* **Exercise brief**: Every line in the records below between the one holding "Err(SyncError::NotAccepted(_))" and the one holding "assert!(queues.remove_sync(handle).await);", inclusive, is to be set down exactly; all other lines are to be left out.

Stored data entries
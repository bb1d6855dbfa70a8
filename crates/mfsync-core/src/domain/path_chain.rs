//! Path chains: where a descriptor lives in the virtual file tree
//!
//! Each resource type derives a list of (segment name, is-directory) pairs
//! from its descriptor. Top-level resources are anchored at the tree root
//! (`[host, type folder, ...]`), dependent resources at their parent's node.
//! Walking a chain from its anchor and creating missing folders converges
//! idempotently: two descriptors that differ only outside their key share
//! every segment but the divergent ones.

use serde::{Deserialize, Serialize};

use super::descriptor::{RemoteDescriptor, USS_DELIMITER};
use super::errors::DomainError;
use super::newtypes::{NodeId, ResourceName};
use super::query::host_segment;

/// Folder holding datasets under a connection folder
pub const DATASETS_FOLDER: &str = "Data Sets";
/// Volume folder for datasets without a volume serial
pub const MIGRATED_FOLDER: &str = "Migrated";
/// Folder holding the USS tree under a connection folder
pub const USS_FOLDER: &str = "USS";
/// Folder holding jobs under a connection folder
pub const JOBS_FOLDER: &str = "Jobs";
/// Subsystem folder for jobs that report none
pub const NO_SUBSYSTEM_FOLDER: &str = "NOSYS";

/// Where a chain starts
#[derive(Debug, Clone, Copy, PartialEq, Eq, Hash, Serialize, Deserialize)]
pub enum PathAnchor {
    Root,
    Node(NodeId),
}

#[derive(Debug, Clone, PartialEq, Eq, Hash, Serialize, Deserialize)]
pub struct PathSegment {
    pub name: ResourceName,
    pub is_directory: bool,
}

impl PathSegment {
    fn folder(name: &str) -> Result<Self, DomainError> {
        Ok(Self {
            name: ResourceName::new(name)?,
            is_directory: true,
        })
    }

    fn leaf(name: &str, is_directory: bool) -> Result<Self, DomainError> {
        Ok(Self {
            name: ResourceName::new(name)?,
            is_directory,
        })
    }
}

/// Anchor plus ordered segments; the last segment is the target node
#[derive(Debug, Clone, PartialEq, Eq, Serialize, Deserialize)]
pub struct PathChain {
    pub anchor: PathAnchor,
    pub segments: Vec<PathSegment>,
}

impl PathChain {
    /// The target segment
    pub fn leaf(&self) -> Option<&PathSegment> {
        self.segments.last()
    }

    /// All segments above the target
    pub fn parent_segments(&self) -> &[PathSegment] {
        match self.segments.split_last() {
            Some((_, parents)) => parents,
            None => &[],
        }
    }

    /// Whether the target would live under a different parent than in `other`
    pub fn parent_differs(&self, other: &PathChain) -> bool {
        self.anchor != other.anchor || self.parent_segments() != other.parent_segments()
    }

    /// Slash-joined rendering, used for logging and rule matching
    pub fn display_path(&self) -> String {
        let names: Vec<&str> = self.segments.iter().map(|s| s.name.as_str()).collect();
        match self.anchor {
            PathAnchor::Root => format!("/{}", names.join("/")),
            PathAnchor::Node(node) => format!("{node}/{}", names.join("/")),
        }
    }
}

impl RemoteDescriptor {
    /// Builds the path chain of this descriptor
    ///
    /// # Errors
    ///
    /// Returns `DomainError` if a derived segment is not a valid node name
    /// or a USS path is not absolute.
    pub fn path_chain(&self) -> Result<PathChain, DomainError> {
        match self {
            RemoteDescriptor::Dataset(ds) => Ok(PathChain {
                anchor: PathAnchor::Root,
                segments: vec![
                    PathSegment::folder(host_segment(&ds.url))?,
                    PathSegment::folder(DATASETS_FOLDER)?,
                    PathSegment::folder(ds.volser.as_deref().unwrap_or(MIGRATED_FOLDER))?,
                    PathSegment::leaf(&ds.name, ds.organization.is_library())?,
                ],
            }),
            RemoteDescriptor::Member(m) => Ok(PathChain {
                anchor: PathAnchor::Node(m.library),
                segments: vec![PathSegment::leaf(&m.name, false)?],
            }),
            RemoteDescriptor::Uss(uss) => {
                if !uss.path.starts_with(USS_DELIMITER) {
                    return Err(DomainError::InvalidPath(uss.path.clone()));
                }
                let mut segments = vec![
                    PathSegment::folder(host_segment(&uss.url))?,
                    PathSegment::folder(USS_FOLDER)?,
                ];
                let tokens: Vec<&str> = uss
                    .path
                    .split(USS_DELIMITER)
                    .filter(|t| !t.is_empty())
                    .collect();
                if let Some((last, parents)) = tokens.split_last() {
                    for token in parents {
                        segments.push(PathSegment::folder(token)?);
                    }
                    segments.push(PathSegment::leaf(last, uss.is_directory)?);
                }
                Ok(PathChain {
                    anchor: PathAnchor::Root,
                    segments,
                })
            }
            RemoteDescriptor::Job(job) => Ok(PathChain {
                anchor: PathAnchor::Root,
                segments: vec![
                    PathSegment::folder(host_segment(&job.url))?,
                    PathSegment::folder(JOBS_FOLDER)?,
                    PathSegment::folder(job.subsystem.as_deref().unwrap_or(NO_SUBSYSTEM_FOLDER))?,
                    PathSegment::folder(&job.job_name)?,
                    PathSegment::folder(&job.job_id)?,
                ],
            }),
            RemoteDescriptor::SpoolFile(spool) => Ok(PathChain {
                anchor: PathAnchor::Node(spool.job),
                segments: vec![PathSegment::leaf(&spool.name(), false)?],
            }),
        }
    }
}
//! Port definitions (hexagonal architecture interfaces)
//!
//! This module defines the port traits that form the boundaries of the
//! sync core. Ports are interfaces that the core depends on, but whose
//! implementations live in adapter crates or in the embedding application.
//!
//! ## Ports Overview
//!
//! - [`IRemoteTransport`] - Remote listing and byte transfer
//! - [`IFileTree`] - The virtual file tree resources are materialized into
//! - [`IContentStorage`] - Last-synced content records
//! - [`IContentAdapter`] - Local/remote content normalization
//! - [`INotificationService`] - User-facing notifications

pub mod content_adapter;
pub mod content_storage;
pub mod file_tree;
pub mod notification;
pub mod transport;

pub use content_adapter::{IContentAdapter, PassthroughAdapter, TrailingNewlineAdapter};
pub use content_storage::IContentStorage;
pub use file_tree::IFileTree;
pub use notification::{INotificationService, Notification, NotificationPriority};
pub use transport::{
    DatasetItem, IRemoteTransport, JobItem, ListRequest, ListTarget, MemberItem, RawItem,
    ResourceLocator, SpoolItem, UssItem,
};
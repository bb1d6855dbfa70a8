//! MFSync Conflict - Save strategies for diverged files
//!
//! Provides:
//! - The `ISaveStrategy` decision contract and the `IConflictPrompt` collaborator
//! - Fixed strategies (prefer local, prefer remote, fail on conflict)
//! - Glob-rule policies selecting a strategy per file path

pub mod error;
pub mod policy;
pub mod strategy;

pub use error::ConflictError;
pub use policy::{validate_rule, ConflictPolicy, PolicyEngine};
pub use strategy::{
    strategy_from_config, ConflictFile, DefaultSaveStrategy, FailOnConflictStrategy,
    IConflictPrompt, ISaveStrategy, PolicySaveStrategy, PreferLocalStrategy,
    PreferRemoteStrategy,
};
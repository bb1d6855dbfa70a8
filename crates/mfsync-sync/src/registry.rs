//! Capability-based dispatch to content synchronizers

use std::sync::Arc;

use mfsync_core::domain::NodeId;

use crate::synchronizer::IContentSynchronizer;

/// Ordered set of synchronizers; the first accepting one handles a file
#[derive(Default, Clone)]
pub struct SynchronizerRegistry {
    synchronizers: Vec<Arc<dyn IContentSynchronizer>>,
}

impl SynchronizerRegistry {
    pub fn new() -> Self {
        Self::default()
    }

    pub fn register(&mut self, synchronizer: Arc<dyn IContentSynchronizer>) {
        self.synchronizers.push(synchronizer);
    }

    pub fn with(mut self, synchronizer: Arc<dyn IContentSynchronizer>) -> Self {
        self.register(synchronizer);
        self
    }

    /// Returns the first synchronizer accepting `handle`
    pub fn resolve(&self, handle: NodeId) -> Option<Arc<dyn IContentSynchronizer>> {
        self.synchronizers
            .iter()
            .find(|s| s.accepts(handle))
            .cloned()
    }

    pub fn len(&self) -> usize {
        self.synchronizers.len()
    }

    pub fn is_empty(&self) -> bool {
        self.synchronizers.is_empty()
    }
}
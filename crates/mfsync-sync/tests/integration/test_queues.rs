//! SyncQueues: per-file conflation, lifecycle and event following

use std::sync::Arc;
use std::time::Duration;

use mfsync_conflict::PreferRemoteStrategy;
use mfsync_core::config::ConfigBuilder;
use mfsync_core::domain::{DatasetOrganization, NodeId, RemoteDescriptor, SyncOutcome};
use mfsync_core::ports::IFileTree;
use mfsync_sync::{ContentSynchronizer, SyncError, SyncQueues, SynchronizerRegistry};

use crate::common::*;

fn queues_for(h: &Harness) -> (Arc<ContentSynchronizer>, Arc<SyncQueues>) {
    let sync = Arc::new(h.synchronizer(Arc::new(PreferRemoteStrategy)));
    let registry = SynchronizerRegistry::new().with(sync.clone());
    (sync, Arc::new(SyncQueues::new(registry, h.attributes.clone())))
}

fn register(h: &Harness, name: &str) -> NodeId {
    h.attributes
        .get_or_create(sequential(name, vec![requester(&connection("dev"))]))
        .unwrap()
}

async fn wait_until(mut condition: impl FnMut() -> bool) {
    for _ in 0..1000 {
        if condition() {
            return;
        }
        tokio::time::sleep(Duration::from_millis(5)).await;
    }
    panic!("condition not reached");
}

async fn assert_quiet(h: &mut Harness) {
    let next = tokio::time::timeout(Duration::from_millis(200), h.results.recv()).await;
    assert!(next.is_err(), "unexpected sync pass: {next:?}");
}

// ============================================================================
// Conflation & parallelism
// ============================================================================

#[tokio::test]
async fn triggers_during_a_pass_collapse_into_one() {
    let mut h = Harness::new(b"ABC");
    let (_, queues) = queues_for(&h);
    let handle = register(&h, "HLQ.SEQ");
    h.transport.close_gate();

    queues.start_sync(handle).unwrap();
    wait_until(|| h.transport.fetch_count() == 1).await;
    for _ in 0..5 {
        assert!(queues.trigger_sync(handle));
    }
    h.transport.release(10);

    assert_eq!(h.next_result().await, (handle, Ok(SyncOutcome::InitialContent)));
    assert_eq!(h.next_result().await, (handle, Ok(SyncOutcome::Unchanged)));
    assert_quiet(&mut h).await;
    assert_eq!(h.transport.fetch_count(), 2);
}

#[tokio::test]
async fn different_files_run_in_parallel() {
    let mut h = Harness::new(b"ABC");
    let (_, queues) = queues_for(&h);
    let first = register(&h, "HLQ.ONE");
    let second = register(&h, "HLQ.TWO");
    h.transport.close_gate();

    queues.start_sync(first).unwrap();
    queues.start_sync(second).unwrap();

    // Both passes are inside the transport at once.
    wait_until(|| h.transport.fetch_count() == 2).await;
    h.transport.release(2);

    let mut finished = vec![h.next_result().await.0, h.next_result().await.0];
    finished.sort();
    let mut expected = vec![first, second];
    expected.sort();
    assert_eq!(finished, expected);
}

// ============================================================================
// Lifecycle
// ============================================================================

#[tokio::test]
async fn start_sync_rejections() {
    let h = Harness::new(b"ABC");
    let (_, queues) = queues_for(&h);

    assert!(matches!(
        queues.start_sync(NodeId::new(999)),
        Err(SyncError::MissingAttributes(_))
    ));

    let library = h
        .attributes
        .get_or_create(dataset(
            "HLQ.PDS",
            DatasetOrganization::Partitioned,
            vec![requester(&connection("dev"))],
        ))
        .unwrap();
    assert!(matches!(
        queues.start_sync(library),
        Err(SyncError::IsDirectory(_))
    ));

    let handle = register(&h, "HLQ.SEQ");
    queues.start_sync(handle).unwrap();
    assert!(matches!(
        queues.start_sync(handle),
        Err(SyncError::AlreadySynced(_))
    ));

    let gone = register(&h, "HLQ.GONE");
    h.tree.delete(gone).unwrap();
    assert!(matches!(
        queues.start_sync(gone),
        Err(SyncError::InvalidHandle(_))
    ));

    let empty = SyncQueues::new(SynchronizerRegistry::new(), h.attributes.clone());
    assert!(matches!(
        empty.start_sync(handle),
        Err(SyncError::NotAccepted(_))
    ));
}

#[tokio::test]
async fn remove_sync_stops_queue_and_forgets() {
    let mut h = Harness::new(b"ABC");
    let (sync, queues) = queues_for(&h);
    let handle = register(&h, "HLQ.SEQ");
    queues.start_sync(handle).unwrap();
    h.next_result().await;
    assert!(sync.was_synchronized(handle));

    assert!(queues.remove_sync(handle).await);

    assert!(!queues.is_synced(handle));
    assert!(!queues.trigger_sync(handle));
    assert!(!sync.was_synchronized(handle));
    assert!(!queues.remove_sync(handle).await);
}

#[tokio::test]
async fn shutdown_stops_everything() {
    let mut h = Harness::new(b"ABC");
    let (_, queues) = queues_for(&h);
    let a = register(&h, "HLQ.A");
    let b = register(&h, "HLQ.B");
    queues.start_sync(a).unwrap();
    queues.start_sync(b).unwrap();
    h.next_result().await;
    h.next_result().await;

    queues.shutdown().await;

    assert_eq!(queues.synced_count(), 0);
    assert!(matches!(queues.start_sync(a), Err(SyncError::Cancelled(_))));
}

// ============================================================================
// Attribute events
// ============================================================================

fn resized(descriptor: RemoteDescriptor, length: u64) -> RemoteDescriptor {
    match descriptor {
        RemoteDescriptor::Dataset(mut ds) => {
            ds.length = length;
            RemoteDescriptor::Dataset(ds)
        }
        other => other,
    }
}

#[tokio::test]
async fn deleted_handle_removes_queue() {
    let mut h = Harness::new(b"ABC");
    let (_, queues) = queues_for(&h);
    let _listener = queues.spawn_event_listener();
    let handle = register(&h, "HLQ.SEQ");
    queues.start_sync(handle).unwrap();
    h.next_result().await;

    h.attributes.clear(handle).unwrap();

    wait_until(|| !queues.is_synced(handle)).await;
    wait_until(|| h.storage.is_empty()).await;
}

#[tokio::test]
async fn updated_descriptor_triggers_pass() {
    let mut h = Harness::new(b"ABC");
    let (_, queues) = queues_for(&h);
    let _listener = queues.spawn_event_listener();
    let handle = register(&h, "HLQ.SEQ");
    queues.start_sync(handle).unwrap();
    h.next_result().await;

    let current = h.attributes.get_attributes(handle).unwrap();
    h.attributes.update(handle, resized(current, 80)).unwrap();

    assert_eq!(h.next_result().await, (handle, Ok(SyncOutcome::Unchanged)));
}

#[tokio::test]
async fn updates_ignored_without_auto_sync() {
    let mut h = Harness::new(b"ABC");
    let sync = Arc::new(h.synchronizer(Arc::new(PreferRemoteStrategy)));
    let queues = Arc::new(
        SyncQueues::new(SynchronizerRegistry::new().with(sync), h.attributes.clone())
            .with_config(&ConfigBuilder::new().sync_auto_sync(false).build().sync),
    );
    let _listener = queues.spawn_event_listener();
    let handle = register(&h, "HLQ.SEQ");
    queues.start_sync(handle).unwrap();
    h.next_result().await;

    let current = h.attributes.get_attributes(handle).unwrap();
    h.attributes.update(handle, resized(current, 80)).unwrap();

    assert_quiet(&mut h).await;
    assert!(queues.is_synced(handle));
}
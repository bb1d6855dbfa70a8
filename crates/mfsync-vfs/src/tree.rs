//! In-memory virtual file tree.
//!
//! Nodes live in a single handle-indexed table guarded by a `parking_lot`
//! lock; each directory keeps a name index of its children so lookups by
//! `(parent, name)` do not scan the table. Handles are allocated from a
//! monotonically increasing counter and never reused, so a handle that was
//! deleted can never alias a newer node.

use std::collections::{BTreeMap, HashMap};
use std::sync::atomic::{AtomicU64, Ordering};

use anyhow::Result;
use mfsync_core::domain::NodeId;
use mfsync_core::ports::IFileTree;
use parking_lot::RwLock;
use tracing::trace;

use crate::error::VfsError;

/// Handle of the root node
pub const ROOT_NODE: NodeId = NodeId::new(1);

#[derive(Debug, Clone)]
struct TreeNode {
    name: String,
    parent: Option<NodeId>,
    is_directory: bool,
    writable: bool,
    children: BTreeMap<String, NodeId>,
    content: Vec<u8>,
}

impl TreeNode {
    fn new(name: &str, parent: Option<NodeId>, is_directory: bool) -> Self {
        Self {
            name: name.to_string(),
            parent,
            is_directory,
            writable: true,
            children: BTreeMap::new(),
            content: Vec::new(),
        }
    }
}

/// Handle-addressed in-memory tree implementing [`IFileTree`].
pub struct MemoryFileTree {
    nodes: RwLock<HashMap<NodeId, TreeNode>>,
    next_id: AtomicU64,
}

impl MemoryFileTree {
    /// Creates a tree holding only the root directory.
    pub fn new() -> Self {
        let mut nodes = HashMap::new();
        nodes.insert(ROOT_NODE, TreeNode::new("", None, true));
        Self {
            nodes: RwLock::new(nodes),
            next_id: AtomicU64::new(ROOT_NODE.get() + 1),
        }
    }

    /// Number of nodes including the root.
    pub fn len(&self) -> usize {
        self.nodes.read().len()
    }

    pub fn is_empty(&self) -> bool {
        // The root is always present.
        false
    }

    /// Resolves a slash-separated path from the root.
    pub fn lookup_path(&self, path: &str) -> Option<NodeId> {
        let nodes = self.nodes.read();
        let mut current = ROOT_NODE;
        for segment in path.split('/').filter(|s| !s.is_empty()) {
            current = *nodes.get(&current)?.children.get(segment)?;
        }
        Some(current)
    }

    fn allocate(&self) -> NodeId {
        NodeId::new(self.next_id.fetch_add(1, Ordering::Relaxed))
    }
}

impl Default for MemoryFileTree {
    fn default() -> Self {
        Self::new()
    }
}

fn node<'a>(nodes: &'a HashMap<NodeId, TreeNode>, id: NodeId) -> Result<&'a TreeNode, VfsError> {
    nodes.get(&id).ok_or(VfsError::StaleHandle(id))
}

fn node_mut(
    nodes: &mut HashMap<NodeId, TreeNode>,
    id: NodeId,
) -> Result<&mut TreeNode, VfsError> {
    nodes.get_mut(&id).ok_or(VfsError::StaleHandle(id))
}

fn is_ancestor(nodes: &HashMap<NodeId, TreeNode>, ancestor: NodeId, of: NodeId) -> bool {
    let mut current = Some(of);
    while let Some(id) = current {
        if id == ancestor {
            return true;
        }
        current = nodes.get(&id).and_then(|n| n.parent);
    }
    false
}

impl IFileTree for MemoryFileTree {
    fn root(&self) -> NodeId {
        ROOT_NODE
    }

    fn is_valid(&self, node: NodeId) -> bool {
        self.nodes.read().contains_key(&node)
    }

    fn find_child(&self, parent: NodeId, name: &str) -> Option<NodeId> {
        self.nodes.read().get(&parent)?.children.get(name).copied()
    }

    fn children(&self, node: NodeId) -> Vec<NodeId> {
        self.nodes
            .read()
            .get(&node)
            .map(|n| n.children.values().copied().collect())
            .unwrap_or_default()
    }

    fn create_node(&self, parent: NodeId, name: &str, is_directory: bool) -> Result<NodeId> {
        let mut nodes = self.nodes.write();
        let parent_node = node(&nodes, parent)?;
        if !parent_node.is_directory {
            return Err(VfsError::NotADirectory(parent).into());
        }
        if parent_node.children.contains_key(name) {
            return Err(VfsError::AlreadyExists {
                parent,
                name: name.to_string(),
            }
            .into());
        }

        let id = self.allocate();
        nodes.insert(id, TreeNode::new(name, Some(parent), is_directory));
        node_mut(&mut nodes, parent)?
            .children
            .insert(name.to_string(), id);
        trace!(node = %id, parent = %parent, name, is_directory, "Node created");
        Ok(id)
    }

    fn rename(&self, id: NodeId, new_name: &str) -> Result<()> {
        let mut nodes = self.nodes.write();
        let current = node(&nodes, id)?;
        let parent = current.parent.ok_or(VfsError::RootNode)?;
        let old_name = current.name.clone();
        if old_name == new_name {
            return Ok(());
        }
        let siblings = &node(&nodes, parent)?.children;
        if siblings.contains_key(new_name) {
            return Err(VfsError::AlreadyExists {
                parent,
                name: new_name.to_string(),
            }
            .into());
        }

        let parent_node = node_mut(&mut nodes, parent)?;
        parent_node.children.remove(&old_name);
        parent_node.children.insert(new_name.to_string(), id);
        node_mut(&mut nodes, id)?.name = new_name.to_string();
        trace!(node = %id, from = %old_name, to = new_name, "Node renamed");
        Ok(())
    }

    fn move_node(&self, id: NodeId, new_parent: NodeId) -> Result<()> {
        let mut nodes = self.nodes.write();
        let current = node(&nodes, id)?;
        let old_parent = current.parent.ok_or(VfsError::RootNode)?;
        let name = current.name.clone();
        if old_parent == new_parent {
            return Ok(());
        }
        let target = node(&nodes, new_parent)?;
        if !target.is_directory {
            return Err(VfsError::NotADirectory(new_parent).into());
        }
        if target.children.contains_key(&name) {
            return Err(VfsError::AlreadyExists {
                parent: new_parent,
                name,
            }
            .into());
        }
        if is_ancestor(&nodes, id, new_parent) {
            return Err(VfsError::InvalidMove {
                node: id,
                target: new_parent,
            }
            .into());
        }

        node_mut(&mut nodes, old_parent)?.children.remove(&name);
        node_mut(&mut nodes, new_parent)?
            .children
            .insert(name.clone(), id);
        node_mut(&mut nodes, id)?.parent = Some(new_parent);
        trace!(node = %id, from = %old_parent, to = %new_parent, "Node moved");
        Ok(())
    }

    fn delete(&self, id: NodeId) -> Result<()> {
        let mut nodes = self.nodes.write();
        let current = node(&nodes, id)?;
        let parent = current.parent.ok_or(VfsError::RootNode)?;
        let name = current.name.clone();
        node_mut(&mut nodes, parent)?.children.remove(&name);

        let mut pending = vec![id];
        let mut removed = 0usize;
        while let Some(next) = pending.pop() {
            if let Some(entry) = nodes.remove(&next) {
                pending.extend(entry.children.values().copied());
                removed += 1;
            }
        }
        trace!(node = %id, removed, "Subtree deleted");
        Ok(())
    }

    fn parent(&self, id: NodeId) -> Option<NodeId> {
        self.nodes.read().get(&id)?.parent
    }

    fn name(&self, id: NodeId) -> Option<String> {
        self.nodes.read().get(&id).map(|n| n.name.clone())
    }

    fn path(&self, id: NodeId) -> Option<String> {
        let nodes = self.nodes.read();
        let mut names = Vec::new();
        let mut current = nodes.get(&id)?;
        while let Some(parent) = current.parent {
            names.push(current.name.as_str());
            current = nodes.get(&parent)?;
        }
        names.reverse();
        Some(format!("/{}", names.join("/")))
    }

    fn is_directory(&self, id: NodeId) -> bool {
        self.nodes.read().get(&id).is_some_and(|n| n.is_directory)
    }

    fn set_directory(&self, id: NodeId, is_directory: bool) -> Result<()> {
        let mut nodes = self.nodes.write();
        let entry = node_mut(&mut nodes, id)?;
        if !is_directory && !entry.children.is_empty() {
            return Err(VfsError::IsADirectory(id).into());
        }
        entry.is_directory = is_directory;
        Ok(())
    }

    fn is_writable(&self, id: NodeId) -> bool {
        self.nodes.read().get(&id).is_some_and(|n| n.writable)
    }

    fn set_writable(&self, id: NodeId, writable: bool) -> Result<()> {
        node_mut(&mut self.nodes.write(), id)?.writable = writable;
        Ok(())
    }

    fn read_bytes(&self, id: NodeId) -> Result<Vec<u8>> {
        let nodes = self.nodes.read();
        let entry = node(&nodes, id)?;
        if entry.is_directory {
            return Err(VfsError::IsADirectory(id).into());
        }
        Ok(entry.content.clone())
    }

    fn write_bytes(&self, id: NodeId, bytes: &[u8]) -> Result<()> {
        let mut nodes = self.nodes.write();
        let entry = node_mut(&mut nodes, id)?;
        if entry.is_directory {
            return Err(VfsError::IsADirectory(id).into());
        }
        entry.content = bytes.to_vec();
        Ok(())
    }
}
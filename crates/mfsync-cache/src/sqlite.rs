//! SQLite-backed content storage.
//!
//! Records outlive the process, which lets an embedding application keep
//! sync baselines across restarts when it also persists the record ids.

use chrono::Utc;
use sqlx::{Row, SqlitePool};

use mfsync_core::domain::RecordId;
use mfsync_core::ports::IContentStorage;

use crate::CacheError;

/// `IContentStorage` over the `content_records` table
pub struct SqliteContentStorage {
    pool: SqlitePool,
}

impl SqliteContentStorage {
    pub fn new(pool: SqlitePool) -> Self {
        Self { pool }
    }

    /// Number of stored records
    pub async fn count(&self) -> Result<i64, CacheError> {
        let count: i64 = sqlx::query_scalar("SELECT COUNT(*) FROM content_records")
            .fetch_one(&self.pool)
            .await?;
        Ok(count)
    }
}

#[async_trait::async_trait]
impl IContentStorage for SqliteContentStorage {
    async fn create_record(&self) -> anyhow::Result<RecordId> {
        let now = Utc::now().to_rfc3339();
        let result = sqlx::query("INSERT INTO content_records (payload, updated_at) VALUES (x'', ?)")
            .bind(&now)
            .execute(&self.pool)
            .await
            .map_err(CacheError::from)?;

        let id = RecordId::new(result.last_insert_rowid());
        tracing::trace!(record = %id, "Content record created");
        Ok(id)
    }

    async fn read(&self, id: RecordId) -> anyhow::Result<Vec<u8>> {
        let row = sqlx::query("SELECT payload FROM content_records WHERE id = ?")
            .bind(id.get())
            .fetch_optional(&self.pool)
            .await
            .map_err(CacheError::from)?
            .ok_or(CacheError::RecordNotFound(id))?;

        let payload: Vec<u8> = row.try_get("payload").map_err(CacheError::from)?;
        Ok(payload)
    }

    async fn write(&self, id: RecordId, bytes: &[u8]) -> anyhow::Result<()> {
        let now = Utc::now().to_rfc3339();
        let result = sqlx::query("UPDATE content_records SET payload = ?, updated_at = ? WHERE id = ?")
            .bind(bytes)
            .bind(&now)
            .bind(id.get())
            .execute(&self.pool)
            .await
            .map_err(CacheError::from)?;

        if result.rows_affected() == 0 {
            return Err(CacheError::RecordNotFound(id).into());
        }
        tracing::trace!(record = %id, bytes = bytes.len(), "Content record written");
        Ok(())
    }

    async fn remove(&self, id: RecordId) -> anyhow::Result<()> {
        sqlx::query("DELETE FROM content_records WHERE id = ?")
            .bind(id.get())
            .execute(&self.pool)
            .await
            .map_err(CacheError::from)?;
        Ok(())
    }
}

* **Result below**:
        Err(SyncError::NotAccepted(_))
    ));
}

#[tokio::test]
async fn remove_sync_stops_queue_and_forgets() {
    let mut h = Harness::new(b"ABC");
    let (sync, queues) = queues_for(&h);
    let handle = register(&h, "HLQ.SEQ");
    queues.start_sync(handle).unwrap();
    h.next_result().await;
    assert!(sync.was_synchronized(handle));

    assert!(queues.remove_sync(handle).await);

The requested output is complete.